*** Listed records Section Begins ***
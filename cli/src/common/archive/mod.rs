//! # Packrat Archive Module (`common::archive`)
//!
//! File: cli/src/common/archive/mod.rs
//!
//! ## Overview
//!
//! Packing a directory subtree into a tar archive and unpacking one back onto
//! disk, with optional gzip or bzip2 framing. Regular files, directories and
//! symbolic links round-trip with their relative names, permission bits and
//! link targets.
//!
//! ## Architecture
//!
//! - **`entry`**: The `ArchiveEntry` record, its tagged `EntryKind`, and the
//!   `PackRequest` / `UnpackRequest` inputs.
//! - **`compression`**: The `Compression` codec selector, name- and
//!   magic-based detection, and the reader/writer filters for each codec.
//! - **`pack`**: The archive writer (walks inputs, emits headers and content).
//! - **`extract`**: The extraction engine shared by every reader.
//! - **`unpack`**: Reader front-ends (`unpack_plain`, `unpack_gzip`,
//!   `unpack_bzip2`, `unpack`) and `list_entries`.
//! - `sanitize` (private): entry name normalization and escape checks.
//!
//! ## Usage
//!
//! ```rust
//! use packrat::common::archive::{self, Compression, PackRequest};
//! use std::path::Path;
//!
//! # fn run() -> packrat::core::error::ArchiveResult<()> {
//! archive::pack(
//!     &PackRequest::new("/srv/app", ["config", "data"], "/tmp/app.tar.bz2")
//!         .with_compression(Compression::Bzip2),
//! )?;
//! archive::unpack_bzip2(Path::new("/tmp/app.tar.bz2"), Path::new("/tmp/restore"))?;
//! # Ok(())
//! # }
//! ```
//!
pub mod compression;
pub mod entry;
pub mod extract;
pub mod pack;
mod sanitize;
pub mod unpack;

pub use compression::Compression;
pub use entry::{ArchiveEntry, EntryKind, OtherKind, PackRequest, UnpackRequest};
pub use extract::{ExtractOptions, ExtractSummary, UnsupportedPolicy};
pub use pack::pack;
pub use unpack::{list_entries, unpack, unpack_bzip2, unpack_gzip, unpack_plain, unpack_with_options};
*** Listed records Section Ends ***
*** Listed records Section Begins ***
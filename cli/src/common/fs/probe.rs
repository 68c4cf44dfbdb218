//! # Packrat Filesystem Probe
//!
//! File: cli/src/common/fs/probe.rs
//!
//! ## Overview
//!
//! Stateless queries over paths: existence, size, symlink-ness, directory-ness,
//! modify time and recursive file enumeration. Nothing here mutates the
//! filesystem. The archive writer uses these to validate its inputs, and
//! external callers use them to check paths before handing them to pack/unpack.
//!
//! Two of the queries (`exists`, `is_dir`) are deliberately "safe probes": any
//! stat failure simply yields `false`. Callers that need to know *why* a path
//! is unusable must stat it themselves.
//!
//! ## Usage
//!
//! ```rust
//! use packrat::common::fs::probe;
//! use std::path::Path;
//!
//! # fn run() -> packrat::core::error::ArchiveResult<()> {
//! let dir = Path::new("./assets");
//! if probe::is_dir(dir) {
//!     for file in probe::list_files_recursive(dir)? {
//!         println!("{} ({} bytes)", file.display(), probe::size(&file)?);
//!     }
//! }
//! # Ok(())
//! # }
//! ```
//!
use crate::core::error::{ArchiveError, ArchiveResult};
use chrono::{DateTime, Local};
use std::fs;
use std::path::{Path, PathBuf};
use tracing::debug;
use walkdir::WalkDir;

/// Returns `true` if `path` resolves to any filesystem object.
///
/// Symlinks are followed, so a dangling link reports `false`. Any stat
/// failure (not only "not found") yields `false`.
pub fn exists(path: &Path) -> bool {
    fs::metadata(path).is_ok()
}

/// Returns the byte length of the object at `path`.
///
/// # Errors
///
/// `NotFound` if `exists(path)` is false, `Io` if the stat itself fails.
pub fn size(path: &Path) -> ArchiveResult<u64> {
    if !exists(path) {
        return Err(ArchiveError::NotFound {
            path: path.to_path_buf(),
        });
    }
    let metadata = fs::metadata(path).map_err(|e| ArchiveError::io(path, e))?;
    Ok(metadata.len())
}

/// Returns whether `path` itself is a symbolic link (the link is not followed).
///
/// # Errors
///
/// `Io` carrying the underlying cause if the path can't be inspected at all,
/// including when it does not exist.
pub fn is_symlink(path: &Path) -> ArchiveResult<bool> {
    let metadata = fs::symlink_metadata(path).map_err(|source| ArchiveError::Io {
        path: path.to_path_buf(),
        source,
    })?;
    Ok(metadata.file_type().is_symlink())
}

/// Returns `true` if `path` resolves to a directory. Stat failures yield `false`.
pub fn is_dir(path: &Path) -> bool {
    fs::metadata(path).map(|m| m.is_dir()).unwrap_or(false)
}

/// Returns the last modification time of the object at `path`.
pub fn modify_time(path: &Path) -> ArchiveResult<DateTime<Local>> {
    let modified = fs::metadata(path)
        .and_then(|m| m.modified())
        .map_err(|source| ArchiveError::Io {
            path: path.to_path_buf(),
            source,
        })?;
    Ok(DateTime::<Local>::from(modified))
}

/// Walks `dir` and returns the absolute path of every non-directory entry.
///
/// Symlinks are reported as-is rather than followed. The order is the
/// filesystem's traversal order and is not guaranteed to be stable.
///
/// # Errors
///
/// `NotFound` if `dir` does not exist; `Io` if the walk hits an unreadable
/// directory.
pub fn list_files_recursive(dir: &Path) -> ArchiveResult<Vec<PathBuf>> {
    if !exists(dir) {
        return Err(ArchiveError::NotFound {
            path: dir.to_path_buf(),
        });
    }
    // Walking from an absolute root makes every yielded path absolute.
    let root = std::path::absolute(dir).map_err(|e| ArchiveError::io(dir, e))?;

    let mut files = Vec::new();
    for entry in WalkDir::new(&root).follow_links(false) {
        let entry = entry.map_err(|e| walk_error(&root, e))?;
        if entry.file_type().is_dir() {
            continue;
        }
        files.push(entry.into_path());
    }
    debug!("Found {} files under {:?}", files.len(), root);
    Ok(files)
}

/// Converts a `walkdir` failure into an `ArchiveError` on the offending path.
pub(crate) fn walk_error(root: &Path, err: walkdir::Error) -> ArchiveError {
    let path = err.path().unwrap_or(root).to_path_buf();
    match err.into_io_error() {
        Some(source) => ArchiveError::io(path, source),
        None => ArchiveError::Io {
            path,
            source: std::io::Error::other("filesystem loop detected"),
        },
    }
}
*** Listed records Section Ends ***
Task description: What is needed is the number of lines in the data that hold the word "debug", and nothing more.

Task output: 2